Clinical Research Coordinator

Job Description

At Thermo Fisher Scientific, you’ll discover meaningful work that makes a positive impact on a global scale. Join our colleagues in bringing our Mission to life - enabling our customers to make the world healthier, cleaner and safer. We provide our teams with the resources needed to achieve individual career goals while taking science a step beyond through research, development and delivery of life-changing therapies. With clinical trials conducted in 100+ countries and ongoing development of novel frameworks for clinical research through our PPD clinical research portfolio, our work spans laboratory, digital and decentralized clinical trial services. Your determination to deliver quality and accuracy will improve health outcomes that people and communities depend on – now and in the future.

We are vital links between an idea for a new medicine and the people who need it. We are the people of PPD clinical research services - thousands of employees in locations worldwide connected by tenacity and passion for our purpose: to improve health.
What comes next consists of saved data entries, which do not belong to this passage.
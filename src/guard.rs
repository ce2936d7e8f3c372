//! Route guard
//!
//! Applies a route's permission set to the current user and acts on the
//! result according to the configured [`EnforcementMode`]:
//!
//! ```ignore
//! Router::new()
//!     .route("/admin", get(admin))
//!     .route_layer(middleware::from_fn_with_state(acl.require(["admin"]), guard::enforce))
//!     .with_state(acl);
//! ```

use std::sync::Arc;

use axum::extract::{Request, State};
use axum::middleware::Next;
use axum::response::Response;

use crate::acl::{evaluate, Grant, PermissionSet, User};
use crate::config::{AclConfig, EnforcementMode};
use crate::errors::{AclError, AclResult};
use crate::session::Session;

/// Shared, read-only access-control settings.
#[derive(Debug, Clone, Default)]
pub struct AclState {
    pub config: Arc<AclConfig>,
}

impl AclState {
    pub fn new(config: AclConfig) -> Self {
        Self {
            config: Arc::new(config),
        }
    }

    /// Guard state for a route declaring `perms`.
    pub fn require(&self, perms: impl Into<PermissionSet>) -> AclGuard {
        AclGuard {
            state: self.clone(),
            perms: Arc::new(perms.into()),
        }
    }

    pub fn authorize(&self, user: &User, perms: &PermissionSet) -> AclResult<Option<Grant>> {
        authorize(&self.config, user, perms)
    }
}

/// Middleware state: the settings plus the permission set of one route.
#[derive(Debug, Clone)]
pub struct AclGuard {
    pub state: AclState,
    pub perms: Arc<PermissionSet>,
}

/// Decide a request under the configured enforcement mode.
///
/// Returns the granting rule when the check ran and passed, `None` when the
/// check was skipped or only advisory, and an error for a strict denial:
/// `Unauthorized` for an anonymous user, `Forbidden` otherwise.
pub fn authorize(config: &AclConfig, user: &User, perms: &PermissionSet) -> AclResult<Option<Grant>> {
    if config.mode == EnforcementMode::Off {
        return Ok(None);
    }

    if let Some(grant) = evaluate(user, perms) {
        return Ok(Some(grant));
    }

    match config.mode {
        EnforcementMode::Advisory => {
            tracing::warn!(
                realm = %config.realm,
                user_id = ?user.id,
                role = ?user.role,
                tokens = ?perms.tokens,
                "access would be denied (advisory mode)"
            );
            Ok(None)
        }
        _ if user.is_empty() => Err(AclError::unauthorized("authentication required")),
        _ => Err(AclError::forbidden("insufficient permissions")),
    }
}

/// Middleware checking the guarded route's permission set.
///
/// The granting rule, if any, is inserted into the request extensions.
pub async fn enforce(
    State(guard): State<AclGuard>,
    mut request: Request,
    next: Next,
) -> Result<Response, AclError> {
    let realm = &guard.state.config.realm;
    let user = request
        .extensions()
        .get::<Session>()
        .map(|session| session.user(realm))
        .unwrap_or_default();

    if let Some(grant) = guard.state.authorize(&user, &guard.perms)? {
        tracing::debug!(
            path = %request.uri().path(),
            grant = %grant,
            "request authorized"
        );
        request.extensions_mut().insert(grant);
    }

    Ok(next.run(request).await)
}

#[cfg(test)]
mod tests {
    use super::*;
    use serde_json::json;

    fn config(mode: EnforcementMode) -> AclConfig {
        AclConfig::new("default", mode)
    }

    #[test]
    fn test_strict_denials() {
        let perms = PermissionSet::roles(["admin"]);
        let anonymous = authorize(&config(EnforcementMode::Strict), &User::anonymous(), &perms);
        assert!(matches!(anonymous, Err(AclError::Unauthorized(_))));

        let editor = User::from_value(&json!({"id": 1, "role": "editor"}));
        let denied = authorize(&config(EnforcementMode::Strict), &editor, &perms);
        assert!(matches!(denied, Err(AclError::Forbidden(_))));
    }

    #[test]
    fn test_strict_grant() -> anyhow::Result<()> {
        let admin = User::new(1i64).with_role("admin");
        let grant = authorize(&config(EnforcementMode::Strict), &admin, &PermissionSet::from("admin"))?;
        assert_eq!(grant, Some(Grant::Role("admin".to_string())));
        Ok(())
    }

    #[test]
    fn test_advisory_and_off_never_fail() -> anyhow::Result<()> {
        let perms = PermissionSet::roles(["admin"]);
        assert_eq!(authorize(&config(EnforcementMode::Advisory), &User::anonymous(), &perms)?, None);
        assert_eq!(authorize(&config(EnforcementMode::Off), &User::anonymous(), &perms)?, None);
        Ok(())
    }

    #[test]
    fn test_off_skips_evaluation() -> anyhow::Result<()> {
        let grant = authorize(&config(EnforcementMode::Off), &User::anonymous(), &PermissionSet::from("any"))?;
        assert_eq!(grant, None);
        Ok(())
    }
}
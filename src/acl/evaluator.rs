use serde::Serialize;
use serde_json::Value;

use super::permission::PermissionSet;
use super::rules;
use super::user::User;

/// The rule that let a request through.
#[derive(Debug, Clone, PartialEq, Eq, Serialize)]
#[serde(tag = "rule", content = "value", rename_all = "snake_case")]
pub enum Grant {
    /// The resource's owner matched the user id.
    Owner,
    /// The `any` token.
    Any,
    /// The user's role equals one of the tokens.
    Role(String),
    /// The `user` token and a non-empty user record.
    AuthenticatedUser,
}

impl std::fmt::Display for Grant {
    fn fmt(&self, f: &mut std::fmt::Formatter<'_>) -> std::fmt::Result {
        match self {
            Grant::Owner => f.write_str("owner"),
            Grant::Any => f.write_str("any"),
            Grant::Role(role) => write!(f, "role:{role}"),
            Grant::AuthenticatedUser => f.write_str("user"),
        }
    }
}

/// Decide whether `user` may access a resource guarded by `perms`.
///
/// Evaluation order:
/// 1. owner rule matches the user id -> allow
/// 2. role tokens, ascending: `any` -> allow, role match -> allow,
///    `user` with a non-empty user record -> allow
/// 3. deny
pub fn evaluate(user: &User, perms: &PermissionSet) -> Option<Grant> {
    if let Some(owner) = &perms.owner {
        if user.id.as_ref() == Some(owner) {
            tracing::debug!(user_id = %owner, "owner match");
            return Some(Grant::Owner);
        }
    }

    // Ascending order is kept for a stable `Grant`; the allow/deny outcome
    // does not depend on it.
    for token in perms.sorted_tokens() {
        if token == rules::ANY {
            tracing::debug!(user_id = ?user.id, "any rule");
            return Some(Grant::Any);
        }

        if user.has_role(token) {
            tracing::debug!(user_id = ?user.id, role = %token, "role match");
            return Some(Grant::Role(token.to_string()));
        }

        if token == rules::USER && !user.is_empty() {
            tracing::debug!(user_id = ?user.id, "authenticated user rule");
            return Some(Grant::AuthenticatedUser);
        }
    }

    tracing::debug!(
        user_id = ?user.id,
        role = ?user.role,
        tokens = ?perms.tokens,
        "access denied"
    );
    None
}

pub fn is_allowed(user: &User, perms: &PermissionSet) -> bool {
    evaluate(user, perms).is_some()
}

/// Same as [`is_allowed`], for callers holding raw records.
pub fn is_allowed_value(user: &Value, perms: &Value) -> bool {
    is_allowed(&User::from_value(user), &PermissionSet::from_value(perms))
}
You will be joining a truly collaborative and winning culture as we strive to bend the time and cost curve of delivering life-saving therapies to patients.
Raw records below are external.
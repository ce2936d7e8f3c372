//! Command-line entry points, kept out of `main.rs` so they can be tested.

use anyhow::Context;
use serde::de::DeserializeOwned;
use serde_json::Value;

use crate::acl::{evaluate, Grant, PermissionSet, User};
use crate::helper::full_name_of;

/// Exit code for a denied check.
pub const DENY_EXIT_CODE: u8 = 2;

#[derive(Debug, Clone, PartialEq)]
pub struct CheckOutcome {
    pub grant: Option<Grant>,
    /// Line printed to stdout: `allow (<grant>)` or `deny`.
    pub message: String,
}

impl CheckOutcome {
    pub fn exit_code(&self) -> u8 {
        if self.grant.is_some() {
            0
        } else {
            DENY_EXIT_CODE
        }
    }
}

/// `check --user <JSON> --perms <JSON>`
pub fn run_check(user: &str, perms: &str) -> anyhow::Result<CheckOutcome> {
    let user = User::from_value(&parse_json::<Value>("--user", user)?);
    let perms: PermissionSet = parse_json("--perms", perms)?;

    let grant = evaluate(&user, &perms);
    let message = match &grant {
        Some(grant) => format!("allow ({grant})"),
        None => "deny".to_string(),
    };

    Ok(CheckOutcome { grant, message })
}

/// `full-name --user <JSON>`
pub fn run_full_name(user: &str) -> anyhow::Result<String> {
    let user: Value = parse_json("--user", user)?;
    Ok(full_name_of(&user))
}

// Reports the path of the offending field, e.g. `editors[1]: expected ident`.
pub fn parse_json<T: DeserializeOwned>(flag: &str, raw: &str) -> anyhow::Result<T> {
    let de = &mut serde_json::Deserializer::from_str(raw);
    serde_path_to_error::deserialize(de)
        .map_err(|err| anyhow::anyhow!("{}: {}", err.path(), err.inner()))
        .with_context(|| format!("failed to parse {flag}"))
}
use serde::{Deserialize, Serialize};
use serde_json::{Map, Number, Value};
use uuid::Uuid;

/// Opaque user identifier.
///
/// Comparison is strict: a numeric id never equals its string spelling, and an
/// integer never equals a float with the same magnitude.
#[derive(Debug, Clone, PartialEq, Serialize, Deserialize)]
#[serde(untagged)]
pub enum Identifier {
    Number(Number),
    String(String),
}

impl Identifier {
    /// Reads an identifier out of a loosely typed value.
    ///
    /// Values that count as empty (null, false, zero, `""`, `"0"`, empty
    /// containers) and values that cannot identify anything (booleans,
    /// containers) yield `None`.
    pub fn from_value(value: &Value) -> Option<Self> {
        identifier_of(value).filter(|id| !id.is_empty())
    }

    /// Zero, `""` and `"0"`.
    pub fn is_empty(&self) -> bool {
        match self {
            Identifier::Number(n) => n.as_f64() == Some(0.0),
            Identifier::String(s) => s.is_empty() || s == "0",
        }
    }
}

impl std::fmt::Display for Identifier {
    fn fmt(&self, f: &mut std::fmt::Formatter<'_>) -> std::fmt::Result {
        match self {
            Identifier::Number(n) => write!(f, "{n}"),
            Identifier::String(s) => f.write_str(s),
        }
    }
}

impl From<i64> for Identifier {
    fn from(value: i64) -> Self {
        Identifier::Number(Number::from(value))
    }
}

impl From<u64> for Identifier {
    fn from(value: u64) -> Self {
        Identifier::Number(Number::from(value))
    }
}

impl From<&str> for Identifier {
    fn from(value: &str) -> Self {
        Identifier::String(value.to_string())
    }
}

impl From<String> for Identifier {
    fn from(value: String) -> Self {
        Identifier::String(value)
    }
}

impl From<Uuid> for Identifier {
    fn from(value: Uuid) -> Self {
        Identifier::String(value.to_string())
    }
}

/// The requesting user, normalized from whatever the authentication layer
/// handed over.
#[derive(Debug, Clone, Default, PartialEq)]
pub struct User {
    pub id: Option<Identifier>,
    pub role: Option<String>,
    pub attributes: Map<String, Value>,
}

impl User {
    /// The unauthenticated caller.
    pub fn anonymous() -> Self {
        Self::default()
    }

    pub fn new(id: impl Into<Identifier>) -> Self {
        let id = id.into();
        let mut attributes = Map::new();
        attributes.insert("id".to_string(), identifier_to_value(&id));
        Self {
            id: Some(id),
            role: None,
            attributes,
        }
    }

    pub fn with_role(mut self, role: impl Into<String>) -> Self {
        let role = role.into();
        self.attributes
            .insert("role".to_string(), Value::String(role.clone()));
        self.role = if role.is_empty() { None } else { Some(role) };
        self
    }

    /// Normalizes a loosely typed user record.
    ///
    /// Objects are read as-is. Arrays keep their elements under their index so
    /// that a non-empty array still counts as a present user. Null and scalars
    /// become the anonymous user.
    pub fn from_value(value: &Value) -> Self {
        let attributes = match value {
            Value::Object(map) => map.clone(),
            Value::Array(items) => items
                .iter()
                .enumerate()
                .map(|(idx, item)| (idx.to_string(), item.clone()))
                .collect(),
            _ => Map::new(),
        };

        // `_id` covers document-store records
        let id = attributes
            .get("id")
            .and_then(identifier_of)
            .or_else(|| attributes.get("_id").and_then(identifier_of));

        let role = attributes
            .get("role")
            .and_then(Value::as_str)
            .filter(|role| !role.is_empty())
            .map(str::to_string);

        Self {
            id,
            role,
            attributes,
        }
    }

    /// `true` when the record carries no fields at all.
    pub fn is_empty(&self) -> bool {
        self.attributes.is_empty()
    }

    pub fn has_role(&self, role: &str) -> bool {
        self.role.as_deref() == Some(role)
    }
}

impl From<Value> for User {
    fn from(value: Value) -> Self {
        User::from_value(&value)
    }
}

impl From<&Value> for User {
    fn from(value: &Value) -> Self {
        User::from_value(value)
    }
}

// A user id of zero is still an id; only owner rules treat zero as empty.
fn identifier_of(value: &Value) -> Option<Identifier> {
    match value {
        Value::Number(n) => Some(Identifier::Number(n.clone())),
        Value::String(s) => Some(Identifier::String(s.clone())),
        _ => None,
    }
}

pub(super) fn identifier_to_value(id: &Identifier) -> Value {
    match id {
        Identifier::Number(n) => Value::Number(n.clone()),
        Identifier::String(s) => Value::String(s.clone()),
    }
}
As a Clinical Trial Coordinator, you will play an integral role supporting the Project Team. You will be able to provide administrative and technical support for site activities and coordinate a variety of exciting trials in various therapeutic areas!

Key responsibilities of the Clinical Trial Coordinator are:

• Reviews of regulatory documents for proper content

• Performs PPD investigator file reviews and logging of outstanding issues in project related tracking tools

• Liaises with monitor and investigative sites to resolve outstanding regulatory issues identified

• Disseminates study related information, including project tracking updates to Clients, clinical study teams and other PPD departments

• Assists with the identification of potential investigators and development/distribution of initial protocol packets

• Creates meeting agendas and minutes

• Coordinates team conference calls and distribution of meeting minutes

To be considered for this exciting opportunity you will require the following skills and experience:

• Some previous administration experience.
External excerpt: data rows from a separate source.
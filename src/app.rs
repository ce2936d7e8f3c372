use axum::extract::{FromRef, Path, Request, State};
use axum::http::HeaderMap;
use axum::middleware::{self, Next};
use axum::response::Response;
use axum::routing::get;
use axum::{Extension, Json, Router};
use serde::Serialize;
use serde_json::Value;
use tower_http::trace::TraceLayer;

use crate::acl::{Grant, PermissionSet};
use crate::config::AclConfig;
use crate::errors::{AclError, AclResult};
use crate::guard::{self, AclState};
use crate::helper::UserHelper;
use crate::session::{CurrentUser, Session};

/// Header the development session layer reads the user record from.
pub const SESSION_USER_HEADER: &str = "x-session-user";

#[derive(Debug, Clone)]
pub struct AppState {
    pub acl: AclState,
}

impl AppState {
    pub fn new(config: AclConfig) -> Self {
        Self {
            acl: AclState::new(config),
        }
    }
}

impl FromRef<AppState> for AclState {
    fn from_ref(state: &AppState) -> Self {
        state.acl.clone()
    }
}

#[derive(Debug, Serialize)]
pub struct HealthResponse {
    pub status: &'static str,
    pub realm: String,
}

#[derive(Debug, Serialize)]
pub struct AccessResponse {
    pub resource: String,
    pub grant: Option<Grant>,
}

#[derive(Debug, Serialize)]
pub struct MeResponse {
    pub full_name: String,
    pub user: Option<Value>,
}

/// Demo router: a handful of routes guarded by permission sets.
pub fn create_app(config: AclConfig) -> Router {
    let state = AppState::new(config);
    let acl = state.acl.clone();

    let public_routes = Router::new()
        .route("/public", get(public))
        .route_layer(middleware::from_fn_with_state(acl.require("any"), guard::enforce));

    let member_routes = Router::new()
        .route("/me", get(me))
        .route_layer(middleware::from_fn_with_state(acl.require("user"), guard::enforce));

    let admin_routes = Router::new()
        .route("/admin", get(admin))
        .route_layer(middleware::from_fn_with_state(
            acl.require(vec!["admin"]),
            guard::enforce,
        ));

    Router::new()
        .route("/api/health", get(health))
        .route("/documents/:owner_id", get(document))
        .merge(public_routes)
        .merge(member_routes)
        .merge(admin_routes)
        .with_state(state.clone())
        .layer(middleware::from_fn_with_state(state, dev_session))
        .layer(TraceLayer::new_for_http())
}

/// Development-only session layer: trusts a JSON user record in
/// [`SESSION_USER_HEADER`] and files it under the configured realm.
pub async fn dev_session(
    State(state): State<AppState>,
    mut request: Request,
    next: Next,
) -> Result<Response, AclError> {
    let session = session_from_headers(request.headers(), &state.acl.config.realm)?;
    request.extensions_mut().insert(session);
    Ok(next.run(request).await)
}

fn session_from_headers(headers: &HeaderMap, realm: &str) -> AclResult<Session> {
    let Some(raw) = headers.get(SESSION_USER_HEADER) else {
        return Ok(Session::new());
    };

    let raw = raw
        .to_str()
        .map_err(|_| AclError::bad_request(format!("{SESSION_USER_HEADER} must be valid UTF-8")))?;
    let user: Value = serde_json::from_str(raw)
        .map_err(|err| AclError::bad_request(format!("{SESSION_USER_HEADER} is not JSON: {err}")))?;

    Ok(Session::new().with_user(realm, user))
}

async fn health(State(state): State<AppState>) -> Json<HealthResponse> {
    Json(HealthResponse {
        status: "ok",
        realm: state.acl.config.realm.clone(),
    })
}

async fn public(grant: Option<Extension<Grant>>) -> Json<AccessResponse> {
    Json(AccessResponse {
        resource: "public".to_string(),
        grant: grant.map(|Extension(grant)| grant),
    })
}

async fn admin(grant: Option<Extension<Grant>>) -> Json<AccessResponse> {
    Json(AccessResponse {
        resource: "admin".to_string(),
        grant: grant.map(|Extension(grant)| grant),
    })
}

async fn me(
    State(state): State<AppState>,
    Extension(session): Extension<Session>,
) -> Json<MeResponse> {
    let helper = UserHelper::with_realm(&session, state.acl.config.realm.as_str());
    Json(MeResponse {
        full_name: helper.full_name(),
        user: helper.info(),
    })
}

// Owner ids come from the path and are compared as strings.
async fn document(
    State(state): State<AppState>,
    CurrentUser(user): CurrentUser,
    Path(owner_id): Path<String>,
) -> AclResult<Json<AccessResponse>> {
    let perms = PermissionSet::roles(["editor"]).with_owner(owner_id.as_str());
    let grant = state.acl.authorize(&user, &perms)?;

    Ok(Json(AccessResponse {
        resource: format!("documents/{owner_id}"),
        grant,
    }))
}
• Clinical research knowledge or experience will be seen as an advantage.

• Working skills across all of the Microsoft packages

• Excellent English language and grammar skills

• Strong social skills and high attention for detail, with proven track record to handle multiple tasks efficiently and effectively

Physical Requirements / Work Environment• Frequently stationary for 4-6 hours per day. • Repetitive hand movement of both hands with the ability to make fast, simple, repeated movements of the fingers, hands, and wrists. • Occasional mobility required. • Occasional crouching, stooping, bending and twisting of upper body and neck. • Light to moderate lifting and carrying (or otherwise moves) objects including luggage and laptop computer with a maximum lift of 15-20 lbs. • Ability to access and use a variety of computer software developed both in-house and off-the-shelf.• Ability to communicate information and ideas so others will understand; with the ability to listen to and understand information and ideas presented through spoken words and sentences. • May interact with others, relating and gathering sensitive information. Interaction includes diverse groups.• Works with guidance or reliance on oral or written instructions from management. May require periods of intense concentration.